I also think of the student of a buddy of mine - he taught at a community college in Illinois that was colloquially known as "Last Chance Community College" and got some, shall we say, interesting, students. One student once commented how "no one in movies is ever shown brushing their teeth" which was apparently a big epiphany to this student (that movies aren't exactly like real life) but I also see something symbolic in that - in the sense of what media chooses to emphasize. Brushing your teeth is super important (says the woman with four crowns and two fillings) but it's not afforded that importance. It's not cool or "sexy." And a lot of the important jobs, in the sense of providing a service to others and keeping the world running aren't cool or "sexy" so instead the students visiting our website see "hey, I could become a commercial pilot and fly around the world" or "hey I could catch big fish for a living and have corporate sponsors" or "I could have a singing career."

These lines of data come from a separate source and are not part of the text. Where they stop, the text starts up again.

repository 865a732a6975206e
pub mod controllers;
pub mod domain;
pub mod error;
pub mod infrastructure;
use crate::error::AppError;

#[derive(Debug, thiserror::Error)]
pub enum PreferencesServiceError {
    #[error("invalid preferences: {0}")]
    Invalid(String),
    #[error("category not found: {0}")]
    CategoryNotFound(String),
}

impl From<PreferencesServiceError> for AppError {
    fn from(err: PreferencesServiceError) -> Self {
        match err {
            PreferencesServiceError::Invalid(msg) => AppError::BadRequest(msg),
            PreferencesServiceError::CategoryNotFound(id) => {
                AppError::NotFound(format!("Category {} not found", id))
            }
        }
    }
}
use super::error::ContentServiceError;
use super::{
    ContentItem, ContentSource, InteractionRepository, SearchQuery, SourceError, SourcePlan,
    SourceQuery,
};
use chrono::{DateTime, Utc};
use moka::future::Cache;
use serde::{Deserialize, Serialize};
use std::future::Future;
use std::sync::Arc;
use std::time::Duration;

/// Shorter queries are rejected before any upstream is called
pub const MIN_SEARCH_QUERY_LENGTH: usize = 2;
const MAX_SEARCH_PAGE_SIZE: u32 = 100;

/// Upstream sources wired into the content service
pub struct ContentSources {
    pub news: Arc<dyn ContentSource>,
    pub movies: Arc<dyn ContentSource>,
    pub social: Arc<dyn ContentSource>,
}

impl ContentSources {
    /// (name, configured) for each source, in fetch order
    pub fn status(&self) -> Vec<(&'static str, bool)> {
        [&self.news, &self.movies, &self.social]
            .iter()
            .map(|source| (source.name(), source.is_configured()))
            .collect()
    }
}

/// Response for GET /api/search
#[derive(Debug, Clone, PartialEq, Serialize, Deserialize)]
pub struct SearchResults {
    pub query: String,
    pub results: Vec<ContentItem>,
    pub total_results: usize,
}

pub struct ContentService {
    sources: ContentSources,
    interactions: Arc<dyn InteractionRepository>,
    cache: Cache<String, Arc<Vec<ContentItem>>>,
}

impl ContentService {
    pub fn new(
        sources: ContentSources,
        interactions: Arc<dyn InteractionRepository>,
        cache_ttl: Duration,
    ) -> Self {
        let cache = Cache::builder()
            .max_capacity(256)
            .time_to_live(cache_ttl)
            .build();

        Self {
            sources,
            interactions,
            cache,
        }
    }

    pub fn source_status(&self) -> Vec<(&'static str, bool)> {
        self.sources.status()
    }

    /// Fetch one page from every planned source concurrently.
    ///
    /// Sources settle independently: a failing or unconfigured source
    /// contributes nothing. The combined list is ordered newest first and
    /// carries the current favorite/read marks.
    pub async fn fetch_page(
        &self,
        plan: &SourcePlan,
        page: u32,
        items_per_page: u32,
        now: DateTime<Utc>,
    ) -> Vec<ContentItem> {
        let news_query = SourceQuery {
            page,
            page_size: plan.split_page_size,
            category: plan.news_category.clone(),
            now,
        };
        let movies_query = SourceQuery {
            page,
            page_size: items_per_page,
            category: None,
            now,
        };
        let social_query = SourceQuery {
            page,
            page_size: plan.split_page_size,
            category: None,
            now,
        };

        let (news, movies, social) = tokio::join!(
            self.fetch_source(&self.sources.news, &news_query, true),
            self.fetch_source(&self.sources.movies, &movies_query, plan.fetch_movies),
            self.fetch_source(&self.sources.social, &social_query, plan.fetch_social),
        );

        let mut items: Vec<ContentItem> = news
            .iter()
            .chain(movies.iter())
            .chain(social.iter())
            .cloned()
            .collect();

        items.sort_by(|a, b| b.published_at.cmp(&a.published_at));

        tracing::debug!(
            page,
            news = news.len(),
            movies = movies.len(),
            social = social.len(),
            "Fetched content page"
        );

        self.apply_interactions(items)
    }

    /// Stamp favorite/read marks onto freshly fetched items
    pub fn apply_interactions(&self, items: Vec<ContentItem>) -> Vec<ContentItem> {
        items
            .into_iter()
            .map(|mut item| {
                item.is_favorite = self.interactions.is_favorite(&item.id);
                item.is_read = self.interactions.is_read(&item.id);
                item
            })
            .collect()
    }

    /// Search every configured source and merge the hits newest first
    pub async fn search(
        &self,
        text: &str,
        page_size: u32,
        now: DateTime<Utc>,
    ) -> Result<SearchResults, ContentServiceError> {
        let text = text.trim();
        if text.chars().count() < MIN_SEARCH_QUERY_LENGTH {
            return Err(ContentServiceError::Invalid(format!(
                "Search query must be at least {} characters",
                MIN_SEARCH_QUERY_LENGTH
            )));
        }

        let query = SearchQuery {
            text: text.to_string(),
            page: 1,
            page_size: page_size.clamp(1, MAX_SEARCH_PAGE_SIZE),
            now,
        };

        let (news, movies, social) = tokio::join!(
            self.search_source(&self.sources.news, &query),
            self.search_source(&self.sources.movies, &query),
            self.search_source(&self.sources.social, &query),
        );

        let mut results: Vec<ContentItem> = news
            .iter()
            .chain(movies.iter())
            .chain(social.iter())
            .cloned()
            .collect();
        results.sort_by(|a, b| b.published_at.cmp(&a.published_at));

        tracing::info!(
            query = %text,
            news = news.len(),
            movies = movies.len(),
            social = social.len(),
            "Search completed"
        );

        let results = self.apply_interactions(results);
        Ok(SearchResults {
            query: text.to_string(),
            total_results: results.len(),
            results,
        })
    }

    async fn search_source(
        &self,
        source: &Arc<dyn ContentSource>,
        query: &SearchQuery,
    ) -> Arc<Vec<ContentItem>> {
        if !source.is_configured() {
            return Arc::new(Vec::new());
        }
        self.cached(source, query.cache_key(source.name()), source.search(query))
            .await
    }

    async fn fetch_source(
        &self,
        source: &Arc<dyn ContentSource>,
        query: &SourceQuery,
        wanted: bool,
    ) -> Arc<Vec<ContentItem>> {
        if !wanted || !source.is_configured() {
            return Arc::new(Vec::new());
        }
        self.cached(source, query.cache_key(source.name()), source.fetch(query))
            .await
    }

    /// Run `request` through the response cache; failures degrade to no items
    async fn cached<F>(
        &self,
        source: &Arc<dyn ContentSource>,
        key: String,
        request: F,
    ) -> Arc<Vec<ContentItem>>
    where
        F: Future<Output = Result<Vec<ContentItem>, SourceError>>,
    {
        let result = self
            .cache
            .try_get_with(key, async { request.await.map(Arc::new) })
            .await;

        match result {
            Ok(items) => items,
            Err(err) => {
                tracing::warn!(
                    source = source.name(),
                    error = %err,
                    "Content source failed, continuing without it"
                );
                Arc::new(Vec::new())
            }
        }
    }

    pub fn add_favorite(&self, content_id: &str) -> Result<(), ContentServiceError> {
        let content_id = Self::validate_id(content_id)?;
        if self.interactions.add_favorite(content_id) {
            tracing::info!(content_id = %content_id, "Added favorite");
        }
        Ok(())
    }

    pub fn remove_favorite(&self, content_id: &str) -> Result<(), ContentServiceError> {
        let content_id = Self::validate_id(content_id)?;
        if !self.interactions.remove_favorite(content_id) {
            return Err(ContentServiceError::NotFavorite(content_id.to_string()));
        }
        tracing::info!(content_id = %content_id, "Removed favorite");
        Ok(())
    }

    pub fn favorites(&self) -> Vec<String> {
        self.interactions.favorites()
    }

    pub fn mark_read(&self, content_id: &str) -> Result<(), ContentServiceError> {
        let content_id = Self::validate_id(content_id)?;
        self.interactions.mark_read(content_id);
        Ok(())
    }

    fn validate_id(content_id: &str) -> Result<&str, ContentServiceError> {
        let trimmed = content_id.trim();
        if trimmed.is_empty() {
            return Err(ContentServiceError::Invalid(
                "Content id is required".to_string(),
            ));
        }
        Ok(trimmed)
    }
}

I don't know where I'm going with this other than to note that it does give an unrealistic view of what most people will wind up doing, but also that it's slightly sad that there aren't any judges or hospice nurses or schoolteachers or members of the military on that rotation....
1 comment:
Something you said sparked a thought. A friend of mine sent her kids to school this week. She made her 1st grader a list of things to do to be ready in the morning. She didn't write: comb hair. When he came downstairs she asked if he had combed his hair. Wasn't on the list. But do you have hair on your head? yes. then comb your hair. It wasn't on the list.
I wonder if "being successful" is a mantra people say but they forget that being a good citizen or being a good neighbor or being a good parent or a good college student isn't considered to be on the list. it doesn't earn them money. it isn't on the list.
that might be too pessimistic, but maybe it leans towards the truth.